Personal information
- Date of birth: 11 March 1979 (age 47)
- Place of birth: Rome, Italy
- Height: 1.82 m (5 ft 11+1⁄2 in)
- Position: Left back

Team information
- Current team: Ascoli (assistant)

Senior career*
- Years: Team / Apps / (Gls)
- 1996–2000: Lodigiani / 92 / (1)
- 2000–2002: Fermana / 60 / (0)
- 2002–2004: Ascoli / 45 / (0)
- 2004–2005: Fiorentina / 31 / (0)
- 2005–2008: Napoli / 72 / (0)
- 2008–2009: Palermo / 11 / (0)
- 2009–2011: PAOK / 23 / (1)

= Mirko Savini =

Italian footballer

Mirko Savini (born 11 March 1979, Rome) is a former Italian footballer who played as defender, currently working for Ascoli as an assistant coach.

==Career==
Savini spent most of his early career playing at lower division level, and reached Serie B only in 2002 with Ascoli. He was then signed by Serie B fallen giants Fiorentina in 2004, where he achieved promotion to the top flight, but then he chose to join Napoli instead, where he became protagonist of the club's comeback to Serie A; with Napoli, he finally had the chance to mark his debut in the Italian top flight. He left Napoli in January 2009 to accept a 6-month contract with another Serie A club, Palermo, but this was not extended at the end of the season and he left the Sicilians in a free transfer in July 2009.

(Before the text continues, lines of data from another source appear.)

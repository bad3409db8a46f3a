//! 码流分析: NAL 单元列表与每个访问单元的硬件切片布局.
//!
//! 访问单元在 AUD 处, 或在已有切片之后遇到 first_mb_in_slice = 0 的切片处分割.

use log::debug;
use serde::Serialize;

use hwdec_codec::decoders::h264::slice_builder::{self, BITSTREAM_ALIGNMENT};
use hwdec_codec::parsers::h264::{NalReader, NalUnit, NalUnitType, parse_slice_prefix};

/// 一个 NAL 单元
#[derive(Debug, Clone, PartialEq, Eq, Serialize)]
pub struct NalInfo {
    /// 起始码或长度前缀的偏移
    pub offset: usize,
    pub nal_type: u8,
    pub name: String,
    pub ref_idc: u8,
    /// NAL 数据长度 (含头部字节)
    pub size: usize,
}

/// 一个切片控制记录
#[derive(Debug, Clone, PartialEq, Eq, Serialize)]
pub struct SliceInfo {
    pub location: u32,
    pub length: u32,
    pub first_mb: Option<u32>,
    /// 最后一个切片需要 SPS 才能推算, 这里为 None
    pub num_mbs: Option<u32>,
    pub idr: bool,
}

/// 一个访问单元
#[derive(Debug, Clone, PartialEq, Eq, Serialize)]
pub struct AccessUnitInfo {
    pub index: usize,
    pub offset: usize,
    pub size: usize,
    pub nal_count: usize,
    /// 补齐后的码流缓冲区长度
    #[serde(skip_serializing_if = "Option::is_none")]
    pub padded_len: Option<usize>,
    pub slices: Vec<SliceInfo>,
    /// 切片构建失败原因
    #[serde(skip_serializing_if = "Option::is_none")]
    pub error: Option<String>,
}

/// 完整探测结果
#[derive(Debug, Clone, PartialEq, Eq, Serialize)]
pub struct ProbeReport {
    pub length_size: usize,
    pub nal_units: Vec<NalInfo>,
    pub access_units: Vec<AccessUnitInfo>,
}

fn starts_access_unit(nal: &NalUnit<'_>, has_slice: bool) -> bool {
    match nal.nal_type {
        NalUnitType::Aud => true,
        t if t.is_hw_slice() && has_slice => {
            parse_slice_prefix(nal).is_ok_and(|prefix| prefix.first_mb_in_slice == 0)
        }
        _ => false,
    }
}

/// 分析整段码流
pub fn probe(data: &[u8], length_size: usize, max_slices: usize) -> ProbeReport {
    let mut nal_units = Vec::new();
    let mut ranges = Vec::new();
    let mut current: Option<(usize, usize)> = None;
    let mut has_slice = false;

    for nal in NalReader::new(data, length_size) {
        nal_units.push(NalInfo {
            offset: nal.start,
            nal_type: nal.nal_type.type_id(),
            name: nal.nal_type.to_string(),
            ref_idc: nal.ref_idc,
            size: nal.len(),
        });

        if starts_access_unit(&nal, has_slice) {
            if let Some((start, count)) = current.take() {
                ranges.push((start, nal.start, count));
            }
            has_slice = false;
        }
        let (_, count) = current.get_or_insert((nal.start, 0));
        *count += 1;
        if nal.nal_type.is_hw_slice() {
            has_slice = true;
        }
    }
    if let Some((start, count)) = current {
        ranges.push((start, data.len(), count));
    }

    let access_units = ranges
        .into_iter()
        .enumerate()
        .map(|(index, (start, end, nal_count))| {
            describe_access_unit(index, start, &data[start..end], nal_count, length_size, max_slices)
        })
        .collect();

    ProbeReport {
        length_size,
        nal_units,
        access_units,
    }
}

fn describe_access_unit(
    index: usize,
    offset: usize,
    data: &[u8],
    nal_count: usize,
    length_size: usize,
    max_slices: usize,
) -> AccessUnitInfo {
    let mut info = AccessUnitInfo {
        index,
        offset,
        size: data.len(),
        nal_count,
        padded_len: None,
        slices: Vec::new(),
        error: None,
    };

    // 每个 NAL 的起始码/长度前缀替换为 3 字节起始码
    let capacity = (data.len() + 3 * nal_count).next_multiple_of(BITSTREAM_ALIGNMENT);
    let mut scratch = vec![0u8; capacity];
    match slice_builder::build(data, length_size, &mut scratch, max_slices) {
        Ok(layout) => {
            info.padded_len = Some(layout.padded_len);
            info.slices = layout
                .slices
                .iter()
                .map(|slice| SliceInfo {
                    location: slice.location,
                    length: slice.length,
                    first_mb: slice.first_mb,
                    num_mbs: slice.num_mbs,
                    idr: slice.nal_type.is_idr(),
                })
                .collect();
        }
        Err(e) => {
            debug!("访问单元 #{index} 切片构建失败: {e}");
            info.error = Some(e.to_string());
        }
    }
    info
}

He was player of Greek club PAOK FC, from July 2009 until August 2011, when he terminated his contract with the club. During his PAOK spells, Savini was mostly used as a second choice for a left-back or a center-back. Nevertheless, whenever he was called upon to fill in, he pulled out very positive appearances.

==Retirement==
In 2012, he became a coaching assistant of the reserve team of Pescara Calcio. He obtained certificate to coach youth team on 30 June 2012. After Cristian Bucchi was promoted to the first team as head coach in March 2013, Savini and Ermanno Ciotti, both assistants of Bucchi in the reserve, became the new Collaboratori tecnici of the first team. He successively followed on Bucchi's footsteps at his assistant at all his jobs, the most recent one being in 2022–23 at Ascoli.